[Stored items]
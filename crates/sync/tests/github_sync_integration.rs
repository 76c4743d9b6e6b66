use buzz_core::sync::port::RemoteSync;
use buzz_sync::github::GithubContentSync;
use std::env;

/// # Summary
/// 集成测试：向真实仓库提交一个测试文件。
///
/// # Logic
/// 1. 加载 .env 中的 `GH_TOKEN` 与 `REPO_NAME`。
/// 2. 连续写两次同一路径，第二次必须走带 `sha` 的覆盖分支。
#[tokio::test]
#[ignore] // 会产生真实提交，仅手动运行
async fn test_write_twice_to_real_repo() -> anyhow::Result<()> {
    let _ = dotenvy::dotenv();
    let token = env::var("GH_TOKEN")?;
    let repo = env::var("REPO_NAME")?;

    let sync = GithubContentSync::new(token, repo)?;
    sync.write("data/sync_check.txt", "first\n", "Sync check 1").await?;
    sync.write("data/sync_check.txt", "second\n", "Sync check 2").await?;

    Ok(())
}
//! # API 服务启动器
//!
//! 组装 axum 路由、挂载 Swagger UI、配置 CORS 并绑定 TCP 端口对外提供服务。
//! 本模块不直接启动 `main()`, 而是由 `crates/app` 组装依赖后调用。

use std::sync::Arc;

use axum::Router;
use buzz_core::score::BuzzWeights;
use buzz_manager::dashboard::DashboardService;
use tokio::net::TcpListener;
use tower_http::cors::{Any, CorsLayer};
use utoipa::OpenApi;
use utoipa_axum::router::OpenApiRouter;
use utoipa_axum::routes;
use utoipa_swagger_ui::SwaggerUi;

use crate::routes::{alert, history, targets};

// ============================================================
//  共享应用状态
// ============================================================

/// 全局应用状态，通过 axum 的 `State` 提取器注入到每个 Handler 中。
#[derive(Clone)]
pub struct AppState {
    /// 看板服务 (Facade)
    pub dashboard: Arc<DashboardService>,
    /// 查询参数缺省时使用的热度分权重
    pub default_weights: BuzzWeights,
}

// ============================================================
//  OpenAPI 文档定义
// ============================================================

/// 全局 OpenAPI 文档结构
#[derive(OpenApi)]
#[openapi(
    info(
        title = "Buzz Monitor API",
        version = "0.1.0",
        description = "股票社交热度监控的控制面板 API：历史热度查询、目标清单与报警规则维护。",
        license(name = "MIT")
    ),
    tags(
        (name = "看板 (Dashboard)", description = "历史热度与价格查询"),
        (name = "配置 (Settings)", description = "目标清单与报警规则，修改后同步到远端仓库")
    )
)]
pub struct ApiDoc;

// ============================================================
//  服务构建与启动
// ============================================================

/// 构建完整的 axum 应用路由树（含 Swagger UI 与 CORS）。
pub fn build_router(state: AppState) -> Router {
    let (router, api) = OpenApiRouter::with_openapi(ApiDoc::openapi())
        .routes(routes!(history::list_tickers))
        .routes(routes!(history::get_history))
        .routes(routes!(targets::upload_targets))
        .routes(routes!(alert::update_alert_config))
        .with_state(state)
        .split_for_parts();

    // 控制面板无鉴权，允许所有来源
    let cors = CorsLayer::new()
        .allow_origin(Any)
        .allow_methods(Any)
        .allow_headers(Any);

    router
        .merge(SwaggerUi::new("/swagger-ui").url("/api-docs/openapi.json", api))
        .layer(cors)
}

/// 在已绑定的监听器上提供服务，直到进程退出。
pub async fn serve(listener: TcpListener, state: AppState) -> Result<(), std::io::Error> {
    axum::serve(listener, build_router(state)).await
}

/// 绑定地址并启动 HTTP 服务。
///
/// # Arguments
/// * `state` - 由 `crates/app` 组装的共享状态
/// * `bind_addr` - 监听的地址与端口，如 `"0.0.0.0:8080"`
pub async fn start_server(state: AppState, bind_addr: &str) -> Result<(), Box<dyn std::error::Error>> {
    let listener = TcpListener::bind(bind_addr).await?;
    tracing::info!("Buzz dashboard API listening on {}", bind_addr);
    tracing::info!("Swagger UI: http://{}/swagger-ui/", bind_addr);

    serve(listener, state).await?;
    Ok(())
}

---

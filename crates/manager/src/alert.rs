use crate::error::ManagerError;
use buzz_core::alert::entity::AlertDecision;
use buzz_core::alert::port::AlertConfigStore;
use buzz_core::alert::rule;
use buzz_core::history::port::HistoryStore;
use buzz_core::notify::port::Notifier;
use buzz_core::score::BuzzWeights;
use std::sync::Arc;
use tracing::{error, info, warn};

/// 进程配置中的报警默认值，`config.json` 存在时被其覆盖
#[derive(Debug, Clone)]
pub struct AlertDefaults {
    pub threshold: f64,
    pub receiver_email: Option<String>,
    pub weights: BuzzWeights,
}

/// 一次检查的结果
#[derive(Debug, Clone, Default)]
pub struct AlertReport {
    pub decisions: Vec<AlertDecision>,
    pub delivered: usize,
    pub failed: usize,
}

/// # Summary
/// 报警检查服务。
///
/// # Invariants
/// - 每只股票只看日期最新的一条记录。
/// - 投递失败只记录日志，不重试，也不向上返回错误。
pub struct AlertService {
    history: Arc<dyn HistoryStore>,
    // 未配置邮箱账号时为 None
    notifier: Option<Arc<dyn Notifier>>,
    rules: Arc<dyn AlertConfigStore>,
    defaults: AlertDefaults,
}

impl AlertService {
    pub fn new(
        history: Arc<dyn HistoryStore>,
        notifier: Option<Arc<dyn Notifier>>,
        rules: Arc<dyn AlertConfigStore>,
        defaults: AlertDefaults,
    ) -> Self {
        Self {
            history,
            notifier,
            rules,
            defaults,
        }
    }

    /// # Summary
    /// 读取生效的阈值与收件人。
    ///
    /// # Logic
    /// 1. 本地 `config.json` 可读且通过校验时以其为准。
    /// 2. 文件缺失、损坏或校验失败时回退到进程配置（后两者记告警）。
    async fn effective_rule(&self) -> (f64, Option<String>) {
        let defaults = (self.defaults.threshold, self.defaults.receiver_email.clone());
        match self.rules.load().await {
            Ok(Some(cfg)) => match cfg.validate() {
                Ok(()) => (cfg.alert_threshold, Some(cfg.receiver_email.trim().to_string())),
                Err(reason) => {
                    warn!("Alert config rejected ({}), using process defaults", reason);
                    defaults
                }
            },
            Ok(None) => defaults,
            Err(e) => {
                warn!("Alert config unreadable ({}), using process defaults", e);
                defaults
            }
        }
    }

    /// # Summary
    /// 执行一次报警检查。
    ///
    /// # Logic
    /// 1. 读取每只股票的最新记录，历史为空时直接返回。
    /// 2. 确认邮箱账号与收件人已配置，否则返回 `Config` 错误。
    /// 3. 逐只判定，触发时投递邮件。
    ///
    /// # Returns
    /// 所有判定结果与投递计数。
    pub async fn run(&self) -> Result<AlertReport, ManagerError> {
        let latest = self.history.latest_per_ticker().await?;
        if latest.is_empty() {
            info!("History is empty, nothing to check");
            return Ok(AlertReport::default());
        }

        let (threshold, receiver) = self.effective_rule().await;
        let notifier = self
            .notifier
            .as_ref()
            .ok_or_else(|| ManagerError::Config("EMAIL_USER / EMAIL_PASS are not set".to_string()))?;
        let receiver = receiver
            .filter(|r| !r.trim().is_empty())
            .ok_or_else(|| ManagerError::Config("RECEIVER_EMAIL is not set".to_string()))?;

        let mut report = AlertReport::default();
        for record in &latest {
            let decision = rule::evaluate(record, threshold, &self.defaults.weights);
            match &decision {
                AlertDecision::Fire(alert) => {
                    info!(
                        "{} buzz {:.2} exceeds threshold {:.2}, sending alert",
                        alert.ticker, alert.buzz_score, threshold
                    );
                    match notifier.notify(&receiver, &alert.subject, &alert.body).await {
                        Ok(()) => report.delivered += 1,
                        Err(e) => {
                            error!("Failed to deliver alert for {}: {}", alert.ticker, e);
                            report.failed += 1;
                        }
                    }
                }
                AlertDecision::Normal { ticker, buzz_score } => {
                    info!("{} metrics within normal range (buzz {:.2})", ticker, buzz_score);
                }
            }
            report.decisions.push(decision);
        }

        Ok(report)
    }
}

* * *

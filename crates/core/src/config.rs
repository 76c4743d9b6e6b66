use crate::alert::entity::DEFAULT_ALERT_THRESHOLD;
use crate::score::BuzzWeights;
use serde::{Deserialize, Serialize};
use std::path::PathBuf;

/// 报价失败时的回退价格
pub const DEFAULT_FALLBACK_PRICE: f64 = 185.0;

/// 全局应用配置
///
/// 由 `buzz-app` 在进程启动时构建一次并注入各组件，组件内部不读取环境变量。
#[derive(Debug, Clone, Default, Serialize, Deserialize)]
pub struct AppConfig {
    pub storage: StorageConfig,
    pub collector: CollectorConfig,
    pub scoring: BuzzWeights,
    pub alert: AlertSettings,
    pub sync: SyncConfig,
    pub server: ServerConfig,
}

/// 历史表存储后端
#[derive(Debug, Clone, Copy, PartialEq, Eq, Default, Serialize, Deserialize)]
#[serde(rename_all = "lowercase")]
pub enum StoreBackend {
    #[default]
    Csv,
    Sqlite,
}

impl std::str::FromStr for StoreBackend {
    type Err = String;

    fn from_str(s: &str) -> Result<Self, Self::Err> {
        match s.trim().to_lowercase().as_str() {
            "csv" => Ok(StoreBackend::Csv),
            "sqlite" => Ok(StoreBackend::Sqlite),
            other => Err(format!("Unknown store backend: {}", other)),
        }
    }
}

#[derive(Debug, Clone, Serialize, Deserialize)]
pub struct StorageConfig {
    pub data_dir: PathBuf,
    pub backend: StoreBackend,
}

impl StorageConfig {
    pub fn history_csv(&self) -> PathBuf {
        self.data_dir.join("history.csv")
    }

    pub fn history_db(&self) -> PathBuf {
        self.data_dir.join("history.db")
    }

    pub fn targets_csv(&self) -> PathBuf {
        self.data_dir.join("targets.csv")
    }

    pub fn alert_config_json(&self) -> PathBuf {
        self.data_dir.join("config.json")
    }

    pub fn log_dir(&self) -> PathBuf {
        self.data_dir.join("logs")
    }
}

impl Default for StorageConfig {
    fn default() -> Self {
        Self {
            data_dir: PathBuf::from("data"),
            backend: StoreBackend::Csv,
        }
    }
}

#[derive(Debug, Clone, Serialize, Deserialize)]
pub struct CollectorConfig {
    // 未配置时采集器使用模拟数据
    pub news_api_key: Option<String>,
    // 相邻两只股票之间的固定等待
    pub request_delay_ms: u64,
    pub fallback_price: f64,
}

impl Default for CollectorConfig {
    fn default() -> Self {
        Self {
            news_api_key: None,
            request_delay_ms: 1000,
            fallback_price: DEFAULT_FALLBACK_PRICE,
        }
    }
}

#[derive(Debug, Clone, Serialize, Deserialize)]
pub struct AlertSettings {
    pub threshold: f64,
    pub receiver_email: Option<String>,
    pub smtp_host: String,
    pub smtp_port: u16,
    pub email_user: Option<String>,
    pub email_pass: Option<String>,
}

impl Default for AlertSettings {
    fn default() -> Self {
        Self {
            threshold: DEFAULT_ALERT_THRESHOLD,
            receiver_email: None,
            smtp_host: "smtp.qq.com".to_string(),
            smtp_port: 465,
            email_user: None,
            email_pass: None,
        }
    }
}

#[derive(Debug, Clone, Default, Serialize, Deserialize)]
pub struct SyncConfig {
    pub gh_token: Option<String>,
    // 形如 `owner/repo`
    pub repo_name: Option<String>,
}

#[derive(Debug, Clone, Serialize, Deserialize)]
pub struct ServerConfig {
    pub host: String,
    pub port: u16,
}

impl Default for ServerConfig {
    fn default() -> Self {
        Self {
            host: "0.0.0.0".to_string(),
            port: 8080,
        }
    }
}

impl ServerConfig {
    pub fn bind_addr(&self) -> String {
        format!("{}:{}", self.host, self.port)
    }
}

■ Requirement: Show, from the records above, every line that includes "PathBuf".

■ Task solution:
use std::path::PathBuf;
    pub data_dir: PathBuf,
    pub fn history_csv(&self) -> PathBuf {
    pub fn history_db(&self) -> PathBuf {
    pub fn targets_csv(&self) -> PathBuf {
    pub fn alert_config_json(&self) -> PathBuf {
    pub fn log_dir(&self) -> PathBuf {
            data_dir: PathBuf::from("data"),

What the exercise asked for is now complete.